Other topics areas, where inspectors will provide advice on practical solutions while seeking business compliance, include reducing accidents and injuries associated with petrol draining, segregation of the public from work areas, musculoskeletal injuries sustained from lifting and carrying, training of young workers, preventing injuries from slips, trips and falls, and seeking to improve worker involvement on health and safety.

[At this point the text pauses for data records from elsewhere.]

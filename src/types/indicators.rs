use serde::{Deserialize, Serialize};
use std::collections::BTreeMap;

/// Category of a technical indicator.
#[derive(Debug, Clone, Copy, PartialEq, Eq, Hash, Serialize, Deserialize)]
#[serde(rename_all = "snake_case")]
pub enum IndicatorCategory {
    Trend,
    Momentum,
    Volatility,
    Volume,
    Levels,
}

impl IndicatorCategory {
    /// Get display name for this category.
    pub fn name(&self) -> &'static str {
        match self {
            IndicatorCategory::Trend => "Trend",
            IndicatorCategory::Momentum => "Momentum",
            IndicatorCategory::Volatility => "Volatility",
            IndicatorCategory::Volume => "Volume",
            IndicatorCategory::Levels => "Support/Resistance",
        }
    }
}

/// Values produced by one indicator calculation.
///
/// `values` holds the latest reading per key (None when undefined).
/// `series` holds full per-bar series for chart-relevant keys.
#[derive(Debug, Clone, Default, PartialEq)]
pub struct IndicatorOutput {
    pub values: Vec<(&'static str, Option<f64>)>,
    pub series: Vec<(&'static str, Vec<Option<f64>>)>,
}

impl IndicatorOutput {
    pub fn new() -> Self {
        Self::default()
    }

    pub fn value(mut self, key: &'static str, value: Option<f64>) -> Self {
        self.values.push((key, value));
        self
    }

    pub fn series(mut self, key: &'static str, series: Vec<Option<f64>>) -> Self {
        self.series.push((key, series));
        self
    }
}

/// The indicator engine result for one bar series.
///
/// A key is present in `current` only when its minimum window was met and
/// the value is finite.
#[derive(Debug, Clone, Default, PartialEq, Serialize, Deserialize)]
#[serde(rename_all = "camelCase")]
pub struct IndicatorSet {
    pub current: BTreeMap<String, f64>,
    pub historical: BTreeMap<String, BTreeMap<i64, f64>>,
    /// Latest close of the series the set was computed from.
    #[serde(default, skip_serializing_if = "Option::is_none")]
    pub last_close: Option<f64>,
}

impl IndicatorSet {
    pub fn new() -> Self {
        Self::default()
    }

    /// Get the current value of an indicator.
    pub fn get(&self, key: &str) -> Option<f64> {
        self.current.get(key).copied()
    }

    pub fn contains(&self, key: &str) -> bool {
        self.current.contains_key(key)
    }

    /// Insert a value, dropping anything non-finite.
    pub fn insert(&mut self, key: &str, value: Option<f64>) {
        if let Some(v) = value.filter(|v| v.is_finite()) {
            self.current.insert(key.to_string(), v);
        }
    }

    /// Insert a historical series aligned with `timestamps`, skipping undefined points.
    pub fn insert_series(&mut self, key: &str, timestamps: &[i64], series: &[Option<f64>]) {
        let points: BTreeMap<i64, f64> = timestamps
            .iter()
            .zip(series.iter())
            .filter_map(|(ts, v)| v.filter(|v| v.is_finite()).map(|v| (*ts, v)))
            .collect();
        if !points.is_empty() {
            self.historical.insert(key.to_string(), points);
        }
    }

    pub fn len(&self) -> usize {
        self.current.len()
    }

    pub fn is_empty(&self) -> bool {
        self.current.is_empty()
    }
}

#[cfg(test)]
mod tests {
    use super::*;

    #[test]
    fn test_insert_skips_non_finite() {
        let mut set = IndicatorSet::new();
        set.insert("a", Some(1.0));
        set.insert("b", Some(f64::NAN));
        set.insert("c", Some(f64::INFINITY));
        set.insert("d", None);
        assert_eq!(set.len(), 1);
        assert_eq!(set.get("a"), Some(1.0));
        assert!(!set.contains("b"));
    }

    #[test]
    fn test_insert_series_skips_gaps() {
        let mut set = IndicatorSet::new();
        set.insert_series("sma_20", &[1, 2, 3], &[None, Some(2.0), Some(f64::NAN)]);
        let series = set.historical.get("sma_20").unwrap();
        assert_eq!(series.len(), 1);
        assert_eq!(series.get(&2), Some(&2.0));
    }

    #[test]
    fn test_insert_series_empty_is_omitted() {
        let mut set = IndicatorSet::new();
        set.insert_series("rsi", &[1, 2], &[None, None]);
        assert!(set.historical.is_empty());
    }
}
use serde::{Deserialize, Serialize};

/// Five-level investment recommendation.
#[derive(Debug, Clone, Copy, PartialEq, Eq, Hash, Serialize, Deserialize)]
#[serde(rename_all = "SCREAMING_SNAKE_CASE")]
pub enum Recommendation {
    StrongBuy,
    Buy,
    Hold,
    Sell,
    StrongSell,
}

impl Recommendation {
    /// Create a recommendation from a master score (0-100).
    pub fn from_score(score: f64) -> Self {
        match score {
            s if s >= 80.0 => Recommendation::StrongBuy,
            s if s >= 60.0 => Recommendation::Buy,
            s if s >= 40.0 => Recommendation::Hold,
            s if s >= 20.0 => Recommendation::Sell,
            _ => Recommendation::StrongSell,
        }
    }

    /// Get display label.
    pub fn label(&self) -> &'static str {
        match self {
            Recommendation::StrongBuy => "Strong Buy",
            Recommendation::Buy => "Buy",
            Recommendation::Hold => "Hold",
            Recommendation::Sell => "Sell",
            Recommendation::StrongSell => "Strong Sell",
        }
    }
}

/// Confidence bucket shared by the scoring components.
#[derive(Debug, Clone, Copy, PartialEq, Eq, Hash, Serialize, Deserialize)]
#[serde(rename_all = "SCREAMING_SNAKE_CASE")]
pub enum Confidence {
    High,
    Medium,
    Low,
}

impl Confidence {
    /// Bucket a data-availability ratio (0-1).
    pub fn from_ratio(ratio: f64) -> Self {
        if ratio >= 0.8 {
            Confidence::High
        } else if ratio >= 0.5 {
            Confidence::Medium
        } else {
            Confidence::Low
        }
    }
}

/// One weighted master score component.
#[derive(Debug, Clone, PartialEq, Serialize, Deserialize)]
#[serde(rename_all = "camelCase")]
pub struct ScoreComponent {
    pub score: f64,
    pub weight: f64,
    pub label: String,
}

impl ScoreComponent {
    pub fn new(score: f64, weight: f64, label: &str) -> Self {
        Self {
            score,
            weight,
            label: label.to_string(),
        }
    }
}

/// The four master score components.
#[derive(Debug, Clone, PartialEq, Serialize, Deserialize)]
#[serde(rename_all = "camelCase")]
pub struct ScoreBreakdown {
    pub short_term: ScoreComponent,
    pub medium_term: ScoreComponent,
    pub long_term: ScoreComponent,
    pub risk: ScoreComponent,
}

/// A component ranked by how far it pulls the score from neutral.
#[derive(Debug, Clone, PartialEq, Serialize, Deserialize)]
#[serde(rename_all = "camelCase")]
pub struct ScoreFactor {
    pub name: String,
    pub score: f64,
    /// (score - 50) * weight.
    pub contribution: f64,
}

/// Composite 0-100 score with recommendation.
#[derive(Debug, Clone, PartialEq, Serialize, Deserialize)]
#[serde(rename_all = "camelCase")]
pub struct MasterScore {
    pub master_score: f64,
    pub recommendation: Recommendation,
    pub confidence: Confidence,
    pub breakdown: ScoreBreakdown,
    pub top_factors: Vec<ScoreFactor>,
    pub timestamp: i64,
}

Cllr Don Collier, a member of the Champions Panel of Work Well Dorset tasked with strategic overview of the initiative, said: "The campaign is targeted at both employers and employees. They both have a responsibility to help reduce the problem, which resulted in over 150 new cases nationally of debilitating occupational ill health during 2006-2008 to those working in the motor vehicle repair trade. This is a further very valuable piece of work being undertaken by the Work Well team."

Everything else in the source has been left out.